I really, really don’t want to spoil this one, because I really think it’s worth watching. I will say that David goes back and forth between seeing shadowy figures–Alice’s ghastly ghost; the glossy-shoed man; the vision of the father who killed his entire family in the house a hundred years earlier–and trying to convince everyone else that these things are real. Even when caught on film, the specters are invisible to anyone else.
The handling of David’s POV was deftly done, and I applaud the filmmakers for keeping me on the edge of whodunit the entire time. David’s erratic behavior toward nanny Sophie (Kelly Byrne) could be protective or dangerous; his obsession with keeping Billy close by is the same.
And the actual scare factor–aside from a family man who may not be keeping his family as safe as he thinks–is very well done, from ominous glimpses of the glossy-shoed man in webcams or film reels to Alice’s ghost corpse groaningly moving toward David’s camera as he closes his eyes.
Still, it isn’t a perfect movie. I think the depth of mysterious and slight lack of explanation is near perfect, especially since a lot of movies like these get a thick shot of “omigosh, this house is haunted because this thing happened and we have all the information in detailed newspapers and journals right here!” But I was still a bit at a loss when it came to the purpose of the very end, and what it meant for the radius of the evil in the movie. I won’t get into it, but I will posit whether, if a sacrifice is made in the middle of the highway and no worshipers are around to see it, does it count?

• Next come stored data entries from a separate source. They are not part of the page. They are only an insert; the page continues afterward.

//! Slash-path algebra for project-relative source paths.
//!
//! Every path the engine handles is a **source path**: slash-separated,
//! relative to the project root (the directory containing `jcss.toml`).
//! Source paths are plain strings, never `std::path::Path` — they double as
//! cache keys and as URL path segments, so their textual form matters.
//! Conversion to real filesystem paths happens only inside the
//! [`Workspace`](crate::workspace::Workspace) implementations.
//!
//! A path starting with `/` is root-relative from the consuming runtime's
//! point of view; the engine never resolves or rewrites those.

/// Directory portion of a source path, or `"."` for a bare filename.
///
/// - `"css/pages/home.css"` → `"css/pages"`
/// - `"home.css"` → `"."`
pub fn dirname(path: &str) -> &str {
    match path.rsplit_once('/') {
        Some((dir, _)) if !dir.is_empty() => dir,
        Some(_) => "/",
        None => ".",
    }
}

/// Join a relative reference onto a directory and normalize the result.
///
/// `.` segments are dropped, `..` segments pop the previous component.
/// Leading `..` segments that escape the root are kept — references above
/// the stylesheet tree are legal and resolve from wherever the root is:
///
/// - `join_normalize("css", "../img/x.png")` → `"img/x.png"`
/// - `join_normalize(".", "a.css")` → `"a.css"`
/// - `join_normalize("a/b", "../../../x")` → `"../x"`
pub fn join_normalize(dir: &str, rel: &str) -> String {
    let mut stack: Vec<&str> = Vec::new();
    for segment in dir.split('/').chain(rel.split('/')) {
        match segment {
            "" | "." => {}
            ".." => {
                if matches!(stack.last(), Some(&"..") | None) {
                    stack.push("..");
                } else {
                    stack.pop();
                }
            }
            other => stack.push(other),
        }
    }
    if stack.is_empty() {
        ".".to_string()
    } else {
        stack.join("/")
    }
}

/// Express `path` relative to `base`, both slash-normalized.
///
/// Mirrors Node's `path.relative`: shared leading components are removed,
/// and each remaining `base` component becomes a `..` hop.
///
/// - `relative_to(".", "img/x.png")` → `"img/x.png"`
/// - `relative_to("static", "static/img/x.png")` → `"img/x.png"`
/// - `relative_to("static/css", "static/img/x.png")` → `"../img/x.png"`
pub fn relative_to(base: &str, path: &str) -> String {
    let base_parts: Vec<&str> = base.split('/').filter(|s| !s.is_empty() && *s != ".").collect();
    let path_parts: Vec<&str> = path.split('/').filter(|s| !s.is_empty() && *s != ".").collect();

    let common = base_parts
        .iter()
        .zip(path_parts.iter())
        .take_while(|(a, b)| a == b)
        .count();

    let mut parts: Vec<&str> = Vec::new();
    for _ in common..base_parts.len() {
        parts.push("..");
    }
    parts.extend(&path_parts[common..]);
    parts.join("/")
}

/// Strip a trailing `.css` suffix, case-insensitively.
///
/// Returns `None` when the path does not end in `.css`, so callers can
/// distinguish "not a stylesheet path" from an empty stem.
pub fn strip_css_suffix(path: &str) -> Option<&str> {
    let stem_len = path.len().checked_sub(4)?;
    // Paths may contain multi-byte characters, so the cut point must be
    // checked before slicing.
    if path.is_char_boundary(stem_len) && path[stem_len..].eq_ignore_ascii_case(".css") {
        Some(&path[..stem_len])
    } else {
        None
    }
}

/// Swap a trailing `.css` for `.js`; paths without the suffix pass through.
///
/// Applied to destination paths in both single-file and directory mode,
/// so a `dest` already ending in `.js` is left alone.
pub fn css_to_js(path: &str) -> String {
    match strip_css_suffix(path) {
        Some(stem) => format!("{stem}.js"),
        None => path.to_string(),
    }
}

/// Split a reference into (file path, query string, fragment).
///
/// The fragment starts at the first `#`, the query at the first `?` before
/// it. Both returned without their leading marker characters; empty when
/// absent. Only the file path participates in resolution and hashing.
pub fn split_reference(reference: &str) -> (&str, &str, &str) {
    let (before_frag, fragment) = match reference.split_once('#') {
        Some((b, f)) => (b, f),
        None => (reference, ""),
    };
    let (path, query) = match before_frag.split_once('?') {
        Some((p, q)) => (p, q),
        None => (before_frag, ""),
    };
    (path, query, fragment)
}

/// Match a slash path against a glob pattern.
///
/// Supports the two forms target `src` arrays use:
/// - `*` matches any run of characters within one segment
/// - `**` as a whole segment matches zero or more segments
///
/// Anything else is literal. Patterns without wildcards should be treated
/// as plain paths by the caller and never reach this function, but they
/// match themselves here regardless.
pub fn glob_match(pattern: &str, path: &str) -> bool {
    let pat: Vec<&str> = pattern.split('/').collect();
    let segs: Vec<&str> = path.split('/').collect();
    match_segments(&pat, &segs)
}

fn match_segments(pat: &[&str], segs: &[&str]) -> bool {
    match pat.split_first() {
        None => segs.is_empty(),
        Some((&"**", rest)) => {
            // `**` may consume zero or more leading segments.
            (0..=segs.len()).any(|skip| match_segments(rest, &segs[skip..]))
        }
        Some((first, rest)) => match segs.split_first() {
            Some((seg, seg_rest)) => match_one(first, seg) && match_segments(rest, seg_rest),
            None => false,
        },
    }
}

/// Match a single segment against a pattern segment containing `*` wildcards.
fn match_one(pat: &str, seg: &str) -> bool {
    let parts: Vec<&str> = pat.split('*').collect();
    if parts.len() == 1 {
        return pat == seg;
    }
    let mut pos = 0;
    for (i, part) in parts.iter().enumerate() {
        if i == 0 {
            if !seg.starts_with(part) {
                return false;
            }
            pos = part.len();
        } else if i == parts.len() - 1 {
            return seg.len() >= pos && seg[pos..].ends_with(part);
        } else if let Some(found) = seg[pos..].find(part) {
            pos += found + part.len();
        } else {
            return false;
        }
    }
    true
}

And that’s the last for the actual horror movies, unless you count The Haunted Mansion (which definitely terrified me as a kid.) Now, I do love horror, and I’m glad to have shared my opinions the last 23 days, but the last week of Halloween is all about those fun movies that get watched every year, and my opinions won’t be so much based on like/dislike as how I view the movies I love after watching them since I was a child. A lot of these, actually, I haven’t seen for years because they weren’t STREAMING ANYWHERE (!!!) and I wasn’t willing to rent them (poor college students, I’m willing money your way.) So I’m super excited!